Although he's played on some heavy gigs in the past, including Jazz en T<0x00EA>te Festival in Clermont-Ferrand, France, leading a band of established musicians for his first album was a little intimidating.
"The musicians were all great. The biggest hang-up was just with myself and getting comfortable."
Keith will celebrate the release of "Sweet and Lovely" with a party and performance at 6 p.m. Friday, April 15, at the Knoxville Museum of Art.
Keith and Xavier Felgeyrolles, of the Blue Geodiscs company that Donald records with, had discussed Keith recording an album. Donald had recording dates scheduled around his appearance at the Jazz en Tete Festival, but his arthritis was keeping him from being at his best, so he decided to opt out.
"Xavier already had studio time booked, so he decided to make (Keith's album) happen," says Keith.

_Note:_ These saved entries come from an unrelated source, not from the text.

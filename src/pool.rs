//! The peer callback client.
//!
//! Host code that needs to call the peer outside of any inbound command
//! has no connection on its call stack, so it borrows one from this
//! pool toward the peer's callback server. Sockets are parked after a
//! successful round trip and reused most-recent-first; a parked socket
//! may have gone stale while idle, which is the one case that is
//! retried with a fresh connection.

use std::{net::SocketAddr, sync::Arc, time::Duration};

use codec::command;
use parking_lot::Mutex;
use service::{BridgeError, Gateway, reflect::Reflection};
use tokio::net::TcpStream;

use crate::server::{
    connection::{ConnectionIo, send_command_io},
    dispatch::{ConnState, DispatchContext},
};

pub struct CallbackOptions {
    /// Address of the peer's callback server.
    pub endpoint: SocketAddr,
    /// Maximum number of idle sockets kept parked.
    pub pool_size: usize,
    /// Shared token presented on connect, when auth is enabled.
    pub auth_token: Option<String>,
    /// Reply wait bound for non-blocking sends.
    pub reply_timeout: Duration,
}

pub struct CallbackClient<R: Reflection> {
    gateway: Arc<Gateway<R>>,
    endpoint: SocketAddr,
    pool_size: usize,
    auth_token: Option<String>,
    reply_timeout: Duration,
    idle: Mutex<Vec<ConnectionIo>>,
}

impl<R: Reflection> CallbackClient<R> {
    pub fn new(gateway: Arc<Gateway<R>>, options: CallbackOptions) -> Self {
        Self {
            gateway,
            endpoint: options.endpoint,
            pool_size: options.pool_size,
            auth_token: options.auth_token,
            reply_timeout: options.reply_timeout,
            idle: Mutex::new(Vec::new()),
        }
    }

    /// Blocking round trip: waits for the reply however long it takes.
    pub async fn send_command(&self, command: &str) -> Result<String, BridgeError> {
        self.send_command_with(command, true).await
    }

    /// Sends a command and reads the reply, dispatching any nested
    /// inbound commands the peer issues first. A failure on a socket
    /// that was reused from the pool is retried once on a fresh one;
    /// failures on fresh sockets propagate.
    pub async fn send_command_with(
        &self,
        command: &str,
        blocking: bool,
    ) -> Result<String, BridgeError> {
        // The pool lock must not be held across the dial await.
        let pooled = self.idle.lock().pop();
        let (io, reused) = match pooled {
            Some(io) => (io, true),
            None => (self.dial().await?, false),
        };

        match self.round_trip(io, command, blocking).await {
            Ok((io, reply)) => {
                self.park(io);
                Ok(reply)
            }
            Err(e) if reused => {
                log::debug!(
                    "pooled connection failed, retrying on a fresh one: endpoint={}, err={}",
                    self.endpoint,
                    e
                );

                let io = self.dial().await?;
                let (io, reply) = self.round_trip(io, command, blocking).await?;
                self.park(io);
                Ok(reply)
            }
            Err(e) => Err(e),
        }
    }

    /// A client against a different peer endpoint, sharing auth and
    /// sizing but none of the parked sockets.
    pub fn copy_with(&self, endpoint: SocketAddr) -> Self {
        Self {
            gateway: self.gateway.clone(),
            endpoint,
            pool_size: self.pool_size,
            auth_token: self.auth_token.clone(),
            reply_timeout: self.reply_timeout,
            idle: Mutex::new(Vec::new()),
        }
    }

    /// Drops every parked socket. In-flight round trips are unaffected,
    /// their sockets are simply not parked again.
    pub fn shutdown(&self) {
        self.idle.lock().clear();
    }

    async fn round_trip(
        &self,
        mut io: ConnectionIo,
        command: &str,
        blocking: bool,
    ) -> Result<(ConnectionIo, String), BridgeError> {
        let mut state = ConnState {
            authenticated: true,
            last_exception: None,
        };

        let mut ctx = DispatchContext {
            gateway: &self.gateway,
            state: &mut state,
            auth_token: None,
            reply_timeout: self.reply_timeout,
        };

        let reply = send_command_io(&mut io, &mut ctx, command, blocking).await?;
        Ok((io, reply))
    }

    async fn dial(&self) -> Result<ConnectionIo, BridgeError> {
        let stream = TcpStream::connect(self.endpoint)
            .await
            .map_err(|e| BridgeError::Network(format!("connect failed: {}", e)))?;

        if let Err(e) = stream.set_nodelay(true) {
            log::error!("socket set nodelay failed!: endpoint={}, err={e}", self.endpoint);
        }

        let mut io = ConnectionIo::new(stream);
        if let Some(token) = &self.auth_token {
            let preamble = format!(
                "{}\ns{}\n{}\n",
                command::AUTH,
                codec::escape(token),
                command::END
            );

            io.write_all(preamble.as_bytes()).await?;
            let reply = io
                .read_line()
                .await?
                .ok_or_else(|| BridgeError::Network("connection closed".to_string()))?;

            if reply != "yrv" {
                return Err(BridgeError::Network("authentication rejected".to_string()));
            }
        }

        Ok(io)
    }

    fn park(&self, io: ConnectionIo) {
        let mut idle = self.idle.lock();
        if idle.len() < self.pool_size {
            idle.push(io);
        }
    }
}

Bassist Essiet Essiet, trumper player Stephane Belmondo, saxophonist Baptist Herbin and drummer Marcus Gilmore were enlisted for the date, and Keith assembled a list of songs, including his two originals "Lady In Jazz" and "J Roll."
The originals are the stand-outs on the disc.
Part of what is fun about listening to Brown's album is hearing some inherited techniques utilized differently.
Keith shares the free-flowing technique and soulfulness that are hallmarks of his dad's work, but there's a definite difference.
"Some of the stuff he likes I like, too," says Keith. "Herbie Hancock, P-Funk ... that stuff he passed on to me. But I'm influenced by a lot of modern R&B that he's not influenced by."
A common influence in the family is Stevie Wonder, and one of the selections on Keith's album is Wonder's "Golden Lady."
Keith says Wonder's music was some of the first that really had an effect on him.
"When we first moved here, Mom would have all us kids exercising in the basement and she'd always have some Stevie Wonder going. That was some of the first stuff I picked up on."
Keith says he and his brothers, Kenneth and Donald Jr. (both also musicians), were more into hip hop than jazz as teenagers.
"I guess I started getting into jazz in high school," says Keith. "I think I just wanted to get into music."
And music took a backseat to basketball, but that switched after graduation.
Keith says now that the "first-time jitters" are out of the way, he's ready to record again and he's writing a lot. Unlike a lot of musicians, he enjoys listening to his own album.
"Every time I listen to it it takes me back to that rewarding feeling I had recording it," says Keith. "I learned so much and had so much fun doing it that I wish I could go back and do it again with what I know now!"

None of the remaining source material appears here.